Gather every line in the records below that contains the word "failing".

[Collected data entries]
== Segment start ==

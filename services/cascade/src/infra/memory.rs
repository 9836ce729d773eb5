//! In-process gateways for tests and local runs without Postgres or the
//! identity bridge.

use std::collections::BTreeMap;
use std::sync::{Arc, Mutex, MutexGuard, PoisonError};

use chrono::{DateTime, Utc};

use fitfusion_domain::id::OwnerId;

use crate::domain::plan::{BatchCommit, FieldUpdate, OpKind, PlannedOp};
use crate::domain::repository::{IdentityGateway, StoreGateway};
use crate::domain::types::{Collection, Document, Fields, Filter};
use crate::error::{IdentityError, StoreError};

#[derive(Default)]
struct StoreState {
    collections: BTreeMap<Collection, BTreeMap<String, Fields>>,
    clock: Option<DateTime<Utc>>,
    fail_reads: bool,
    fail_commits: bool,
    commits: usize,
}

/// Document store held in memory. Clones share the same data.
#[derive(Clone, Default)]
pub struct InMemoryStore {
    state: Arc<Mutex<StoreState>>,
}

impl InMemoryStore {
    pub fn new() -> Self {
        Self::default()
    }

    fn lock(&self) -> MutexGuard<'_, StoreState> {
        self.state.lock().unwrap_or_else(PoisonError::into_inner)
    }

    pub fn insert(&self, collection: Collection, id: impl Into<String>, fields: Fields) {
        self.lock()
            .collections
            .entry(collection)
            .or_default()
            .insert(id.into(), fields);
    }

    pub fn get(&self, collection: Collection, id: &str) -> Option<Fields> {
        self.lock()
            .collections
            .get(&collection)
            .and_then(|docs| docs.get(id))
            .cloned()
    }

    pub fn count(&self, collection: Collection) -> usize {
        self.lock()
            .collections
            .get(&collection)
            .map_or(0, BTreeMap::len)
    }

    /// Pin the value returned by `server_now`. Unpinned, the local clock is used.
    pub fn set_clock(&self, now: DateTime<Utc>) {
        self.lock().clock = Some(now);
    }

    /// Make reads, scans and clock reads fail with `StoreError::Unavailable`.
    pub fn fail_reads(&self, fail: bool) {
        self.lock().fail_reads = fail;
    }

    /// Make every batch commit fail with `StoreError::Conflict`.
    pub fn fail_commits(&self, fail: bool) {
        self.lock().fail_commits = fail;
    }

    /// Number of batches committed successfully.
    pub fn commit_count(&self) -> usize {
        self.lock().commits
    }

    fn check_reads(state: &StoreState) -> Result<(), StoreError> {
        if state.fail_reads {
            return Err(StoreError::Unavailable("reads disabled".into()));
        }
        Ok(())
    }
}

impl StoreGateway for InMemoryStore {
    async fn get_document(
        &self,
        collection: Collection,
        id: &str,
    ) -> Result<Option<Document>, StoreError> {
        let state = self.lock();
        Self::check_reads(&state)?;
        Ok(state
            .collections
            .get(&collection)
            .and_then(|docs| docs.get(id))
            .map(|fields| Document {
                id: id.to_owned(),
                fields: fields.clone(),
            }))
    }

    async fn query_where(
        &self,
        collection: Collection,
        filters: &[Filter],
    ) -> Result<Vec<Document>, StoreError> {
        let state = self.lock();
        Self::check_reads(&state)?;
        let Some(docs) = state.collections.get(&collection) else {
            return Ok(Vec::new());
        };
        Ok(docs
            .iter()
            .filter(|(_, fields)| filters.iter().all(|f| f.matches(fields)))
            .map(|(id, fields)| Document {
                id: id.clone(),
                fields: fields.clone(),
            })
            .collect())
    }

    async fn commit_batch(&self, ops: &[PlannedOp]) -> Result<BatchCommit, StoreError> {
        let mut state = self.lock();
        if state.fail_commits {
            return Err(StoreError::Conflict("commits disabled".into()));
        }

        // Apply to a copy and swap it in, so the batch lands whole or not at all.
        let mut collections = state.collections.clone();
        let mut commit = BatchCommit::default();
        for op in ops {
            let docs = collections.entry(op.collection).or_default();
            match &op.kind {
                OpKind::Delete => match docs.remove(&op.id) {
                    Some(_) => commit.applied += 1,
                    None => commit.missing += 1,
                },
                OpKind::Update(updates) => {
                    let Some(fields) = docs.get_mut(&op.id) else {
                        commit.missing += 1;
                        continue;
                    };
                    for (name, update) in updates {
                        match update {
                            FieldUpdate::Set(value) => {
                                fields.insert(name.clone(), value.clone());
                            }
                            FieldUpdate::Delete => {
                                fields.remove(name);
                            }
                        }
                    }
                    commit.applied += 1;
                }
            }
        }
        state.collections = collections;
        state.commits += 1;
        Ok(commit)
    }

    async fn server_now(&self) -> Result<DateTime<Utc>, StoreError> {
        let state = self.lock();
        Self::check_reads(&state)?;
        Ok(state.clock.unwrap_or_else(Utc::now))
    }
}

#[derive(Default)]
struct IdentityState {
    failing: bool,
    attempts: Vec<OwnerId>,
    deleted: Vec<OwnerId>,
}

/// Identity provider held in memory. Records every deletion attempt.
#[derive(Clone, Default)]
pub struct InMemoryIdentity {
    state: Arc<Mutex<IdentityState>>,
}

impl InMemoryIdentity {
    pub fn new() -> Self {
        Self::default()
    }

    /// Every `delete_credential` call fails with `IdentityError::Unavailable`.
    pub fn failing() -> Self {
        let identity = Self::default();
        identity.lock().failing = true;
        identity
    }

    fn lock(&self) -> MutexGuard<'_, IdentityState> {
        self.state.lock().unwrap_or_else(PoisonError::into_inner)
    }

    pub fn attempts(&self) -> Vec<OwnerId> {
        self.lock().attempts.clone()
    }

    pub fn deleted(&self) -> Vec<OwnerId> {
        self.lock().deleted.clone()
    }
}

impl IdentityGateway for InMemoryIdentity {
    async fn delete_credential(&self, owner_id: &OwnerId) -> Result<(), IdentityError> {
        let mut state = self.lock();
        state.attempts.push(owner_id.clone());
        if state.failing {
            return Err(IdentityError::Unavailable("identity provider offline".into()));
        }
        state.deleted.push(owner_id.clone());
        Ok(())
    }
}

== Segment end ==

• Result of the task:
    failing: bool,
    pub fn failing() -> Self {
        identity.lock().failing = true;
        if state.failing {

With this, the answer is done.